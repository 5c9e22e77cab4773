use std::env;
use std::fs;
use std::path::{Path, PathBuf};
use std::str::FromStr;
use std::time::Duration;

use once_cell::sync::Lazy;
use serde::Deserialize;
use thiserror::Error;

use crate::constants::{defaults, envvars};
use crate::gateway::{self, ClientOptions};
use crate::sensors::{self, FieldType};

static MQTT_BRIDGE_HOST: Lazy<String> = Lazy::new(|| {
    if let Ok(host) = env::var(envvars::MQTT_BRIDGE_HOST) {
        return host;
    }
    defaults::MQTT_BRIDGE_HOST.to_string()
});

static MQTT_BRIDGE_PORT: Lazy<u16> = Lazy::new(|| {
    if let Ok(port) = env::var(envvars::MQTT_BRIDGE_PORT).map(|p| p.parse::<u16>()) {
        if let Ok(port) = port {
            return port;
        }
        log::warn!("Ignoring invalid {}", envvars::MQTT_BRIDGE_PORT);
    }
    defaults::MQTT_BRIDGE_PORT
});

#[derive(Error, Debug)]
pub enum ConfigError {
    #[error("could not parse config JSON: {0}")]
    ParseJson(#[from] serde_json::Error),
    #[error("could not read config file {path:?}: {source}")]
    Read {
        path: PathBuf,
        source: std::io::Error,
    },
    #[error("no gateway host configured; set {} or use a config file", envvars::TTN_GW_HOST)]
    MissingHost,
    #[error("invalid gateway host '{0}'")]
    InvalidHost(String),
    #[error("unknown resource '{0}'")]
    UnknownResource(String),
    #[error("invalid value for {var}: '{value}'")]
    InvalidValue { var: &'static str, value: String },
    #[error("{0} must be greater than zero")]
    ZeroDuration(&'static str),
}

/// Durations are given in seconds
#[derive(Debug, Clone, PartialEq, Deserialize)]
pub struct Config {
    pub host: String,
    #[serde(default = "default_scan_interval")]
    pub scan_interval: u64,
    #[serde(default = "default_resources")]
    pub resources: Vec<String>,
    #[serde(default = "default_min_time_between_updates")]
    pub min_time_between_updates: u64,
    #[serde(default = "default_request_timeout")]
    pub request_timeout: u64,
    #[serde(default)]
    pub mqtt: MqttConfig,
}

#[derive(Debug, Clone, PartialEq, Deserialize)]
pub struct MqttConfig {
    #[serde(default = "default_mqtt_host")]
    pub host: String,
    #[serde(default = "default_mqtt_port")]
    pub port: u16,
    #[serde(default = "default_node_id")]
    pub node_id: String,
    #[serde(default = "default_discovery_prefix")]
    pub discovery_prefix: String,
    #[serde(default)]
    pub username: Option<String>,
    #[serde(default)]
    pub password: Option<String>,
}

impl Default for MqttConfig {
    fn default() -> Self {
        Self {
            host: default_mqtt_host(),
            port: default_mqtt_port(),
            node_id: default_node_id(),
            discovery_prefix: default_discovery_prefix(),
            username: None,
            password: None,
        }
    }
}

fn default_scan_interval() -> u64 {
    defaults::SCAN_INTERVAL.as_secs()
}

fn default_resources() -> Vec<String> {
    sensors::canonical_names().map(String::from).collect()
}

fn default_min_time_between_updates() -> u64 {
    defaults::MIN_TIME_BETWEEN_UPDATES.as_secs()
}

fn default_request_timeout() -> u64 {
    defaults::REQUEST_TIMEOUT.as_secs()
}

fn default_mqtt_host() -> String {
    MQTT_BRIDGE_HOST.clone()
}

fn default_mqtt_port() -> u16 {
    *MQTT_BRIDGE_PORT
}

fn default_node_id() -> String {
    defaults::MQTT_NODE_ID.to_string()
}

fn default_discovery_prefix() -> String {
    defaults::DISCOVERY_PREFIX.to_string()
}

impl Config {
    /// Defaults for everything but the host
    pub fn for_host(host: &str) -> Result<Self, ConfigError> {
        Self {
            host: host.to_string(),
            scan_interval: default_scan_interval(),
            resources: default_resources(),
            min_time_between_updates: default_min_time_between_updates(),
            request_timeout: default_request_timeout(),
            mqtt: MqttConfig::default(),
        }
        .validate()
    }

    pub fn from_file(path: &Path) -> Result<Self, ConfigError> {
        let raw = fs::read_to_string(path).map_err(|source| ConfigError::Read {
            path: path.to_path_buf(),
            source,
        })?;
        raw.parse()
    }

    pub fn from_env() -> Result<Self, ConfigError> {
        let host = env::var(envvars::TTN_GW_HOST).map_err(|_| ConfigError::MissingHost)?;
        let mut config = Self::for_host(&host)?;

        if let Ok(interval) = env::var(envvars::TTN_GW_SCAN_INTERVAL) {
            config.scan_interval =
                interval
                    .trim()
                    .parse()
                    .map_err(|_| ConfigError::InvalidValue {
                        var: envvars::TTN_GW_SCAN_INTERVAL,
                        value: interval.clone(),
                    })?;
        }
        if let Ok(resources) = env::var(envvars::TTN_GW_RESOURCES) {
            config.resources = resources
                .split(',')
                .map(str::trim)
                .filter(|r| !r.is_empty())
                .map(String::from)
                .collect();
        }

        config.validate()
    }

    /// Read the config file if one is given, otherwise take everything from the environment
    pub fn load(path: Option<&Path>) -> Result<Self, ConfigError> {
        match path {
            Some(path) => {
                log::info!("Loading config from {}", path.display());
                Self::from_file(path)
            }
            None => Self::from_env(),
        }
    }

    /// Check the config and normalise resource names to their canonical form
    pub fn validate(mut self) -> Result<Self, ConfigError> {
        self.host = self.host.trim().to_string();
        if self.host.is_empty() {
            return Err(ConfigError::MissingHost);
        }
        gateway::status_url(&self.host).map_err(|_| ConfigError::InvalidHost(self.host.clone()))?;

        for (name, secs) in [
            ("scan_interval", self.scan_interval),
            ("min_time_between_updates", self.min_time_between_updates),
            ("request_timeout", self.request_timeout),
        ] {
            if secs == 0 {
                return Err(ConfigError::ZeroDuration(name));
            }
        }

        // Each resource becomes one entity, so repeats are dropped
        let mut resources: Vec<String> = Vec::with_capacity(self.resources.len());
        for r in self.resources.iter() {
            let name = sensors::field_type(r)
                .ok_or_else(|| ConfigError::UnknownResource(r.clone()))?
                .name;
            if resources.iter().any(|seen| seen == name) {
                log::warn!("Ignoring duplicate resource '{r}'");
                continue;
            }
            resources.push(name.to_string());
        }
        self.resources = resources;

        Ok(self)
    }

    pub fn scan_interval(&self) -> Duration {
        Duration::from_secs(self.scan_interval)
    }

    pub fn client_options(&self) -> ClientOptions {
        ClientOptions {
            min_time_between_updates: Duration::from_secs(self.min_time_between_updates),
            request_timeout: Duration::from_secs(self.request_timeout),
        }
    }

    /// Sensor types for the configured resources, in configured order
    pub fn field_types(&self) -> Vec<&'static FieldType> {
        self.resources
            .iter()
            .filter_map(|r| sensors::field_type(r))
            .collect()
    }
}

impl FromStr for Config {
    type Err = ConfigError;

    fn from_str(config_raw: &str) -> Result<Self, Self::Err> {
        serde_json::from_str::<Config>(config_raw)?.validate()
    }
}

◆ Exercise goal
Print the material verbatim, all of it.

◆ Exercise result
repository 5c9e22e77cab4773
use std::env;
use std::fs;
use std::path::{Path, PathBuf};
use std::str::FromStr;
use std::time::Duration;

use once_cell::sync::Lazy;
use serde::Deserialize;
use thiserror::Error;

use crate::constants::{defaults, envvars};
use crate::gateway::{self, ClientOptions};
use crate::sensors::{self, FieldType};

static MQTT_BRIDGE_HOST: Lazy<String> = Lazy::new(|| {
    if let Ok(host) = env::var(envvars::MQTT_BRIDGE_HOST) {
        return host;
    }
    defaults::MQTT_BRIDGE_HOST.to_string()
});

static MQTT_BRIDGE_PORT: Lazy<u16> = Lazy::new(|| {
    if let Ok(port) = env::var(envvars::MQTT_BRIDGE_PORT).map(|p| p.parse::<u16>()) {
        if let Ok(port) = port {
            return port;
        }
        log::warn!("Ignoring invalid {}", envvars::MQTT_BRIDGE_PORT);
    }
    defaults::MQTT_BRIDGE_PORT
});

#[derive(Error, Debug)]
pub enum ConfigError {
    #[error("could not parse config JSON: {0}")]
    ParseJson(#[from] serde_json::Error),
    #[error("could not read config file {path:?}: {source}")]
    Read {
        path: PathBuf,
        source: std::io::Error,
    },
    #[error("no gateway host configured; set {} or use a config file", envvars::TTN_GW_HOST)]
    MissingHost,
    #[error("invalid gateway host '{0}'")]
    InvalidHost(String),
    #[error("unknown resource '{0}'")]
    UnknownResource(String),
    #[error("invalid value for {var}: '{value}'")]
    InvalidValue { var: &'static str, value: String },
    #[error("{0} must be greater than zero")]
    ZeroDuration(&'static str),
}

/// Durations are given in seconds
#[derive(Debug, Clone, PartialEq, Deserialize)]
pub struct Config {
    pub host: String,
    #[serde(default = "default_scan_interval")]
    pub scan_interval: u64,
    #[serde(default = "default_resources")]
    pub resources: Vec<String>,
    #[serde(default = "default_min_time_between_updates")]
    pub min_time_between_updates: u64,
    #[serde(default = "default_request_timeout")]
    pub request_timeout: u64,
    #[serde(default)]
    pub mqtt: MqttConfig,
}

#[derive(Debug, Clone, PartialEq, Deserialize)]
pub struct MqttConfig {
    #[serde(default = "default_mqtt_host")]
    pub host: String,
    #[serde(default = "default_mqtt_port")]
    pub port: u16,
    #[serde(default = "default_node_id")]
    pub node_id: String,
    #[serde(default = "default_discovery_prefix")]
    pub discovery_prefix: String,
    #[serde(default)]
    pub username: Option<String>,
    #[serde(default)]
    pub password: Option<String>,
}

impl Default for MqttConfig {
    fn default() -> Self {
        Self {
            host: default_mqtt_host(),
            port: default_mqtt_port(),
            node_id: default_node_id(),
            discovery_prefix: default_discovery_prefix(),
            username: None,
            password: None,
        }
    }
}

fn default_scan_interval() -> u64 {
    defaults::SCAN_INTERVAL.as_secs()
}

fn default_resources() -> Vec<String> {
    sensors::canonical_names().map(String::from).collect()
}

fn default_min_time_between_updates() -> u64 {
    defaults::MIN_TIME_BETWEEN_UPDATES.as_secs()
}

fn default_request_timeout() -> u64 {
    defaults::REQUEST_TIMEOUT.as_secs()
}

fn default_mqtt_host() -> String {
    MQTT_BRIDGE_HOST.clone()
}

fn default_mqtt_port() -> u16 {
    *MQTT_BRIDGE_PORT
}

fn default_node_id() -> String {
    defaults::MQTT_NODE_ID.to_string()
}

fn default_discovery_prefix() -> String {
    defaults::DISCOVERY_PREFIX.to_string()
}

impl Config {
    /// Defaults for everything but the host
    pub fn for_host(host: &str) -> Result<Self, ConfigError> {
        Self {
            host: host.to_string(),
            scan_interval: default_scan_interval(),
            resources: default_resources(),
            min_time_between_updates: default_min_time_between_updates(),
            request_timeout: default_request_timeout(),
            mqtt: MqttConfig::default(),
        }
        .validate()
    }

    pub fn from_file(path: &Path) -> Result<Self, ConfigError> {
        let raw = fs::read_to_string(path).map_err(|source| ConfigError::Read {
            path: path.to_path_buf(),
            source,
        })?;
        raw.parse()
    }

    pub fn from_env() -> Result<Self, ConfigError> {
        let host = env::var(envvars::TTN_GW_HOST).map_err(|_| ConfigError::MissingHost)?;
        let mut config = Self::for_host(&host)?;

        if let Ok(interval) = env::var(envvars::TTN_GW_SCAN_INTERVAL) {
            config.scan_interval =
                interval
                    .trim()
                    .parse()
                    .map_err(|_| ConfigError::InvalidValue {
                        var: envvars::TTN_GW_SCAN_INTERVAL,
                        value: interval.clone(),
                    })?;
        }
        if let Ok(resources) = env::var(envvars::TTN_GW_RESOURCES) {
            config.resources = resources
                .split(',')
                .map(str::trim)
                .filter(|r| !r.is_empty())
                .map(String::from)
                .collect();
        }

        config.validate()
    }

    /// Read the config file if one is given, otherwise take everything from the environment
    pub fn load(path: Option<&Path>) -> Result<Self, ConfigError> {
        match path {
            Some(path) => {
                log::info!("Loading config from {}", path.display());
                Self::from_file(path)
            }
            None => Self::from_env(),
        }
    }

    /// Check the config and normalise resource names to their canonical form
    pub fn validate(mut self) -> Result<Self, ConfigError> {
        self.host = self.host.trim().to_string();
        if self.host.is_empty() {
            return Err(ConfigError::MissingHost);
        }
        gateway::status_url(&self.host).map_err(|_| ConfigError::InvalidHost(self.host.clone()))?;

        for (name, secs) in [
            ("scan_interval", self.scan_interval),
            ("min_time_between_updates", self.min_time_between_updates),
            ("request_timeout", self.request_timeout),
        ] {
            if secs == 0 {
                return Err(ConfigError::ZeroDuration(name));
            }
        }

        // Each resource becomes one entity, so repeats are dropped
        let mut resources: Vec<String> = Vec::with_capacity(self.resources.len());
        for r in self.resources.iter() {
            let name = sensors::field_type(r)
                .ok_or_else(|| ConfigError::UnknownResource(r.clone()))?
                .name;
            if resources.iter().any(|seen| seen == name) {
                log::warn!("Ignoring duplicate resource '{r}'");
                continue;
            }
            resources.push(name.to_string());
        }
        self.resources = resources;

        Ok(self)
    }

    pub fn scan_interval(&self) -> Duration {
        Duration::from_secs(self.scan_interval)
    }

    pub fn client_options(&self) -> ClientOptions {
        ClientOptions {
            min_time_between_updates: Duration::from_secs(self.min_time_between_updates),
            request_timeout: Duration::from_secs(self.request_timeout),
        }
    }

    /// Sensor types for the configured resources, in configured order
    pub fn field_types(&self) -> Vec<&'static FieldType> {
        self.resources
            .iter()
            .filter_map(|r| sensors::field_type(r))
            .collect()
    }
}

impl FromStr for Config {
    type Err = ConfigError;

    fn from_str(config_raw: &str) -> Result<Self, Self::Err> {
        serde_json::from_str::<Config>(config_raw)?.validate()
    }
}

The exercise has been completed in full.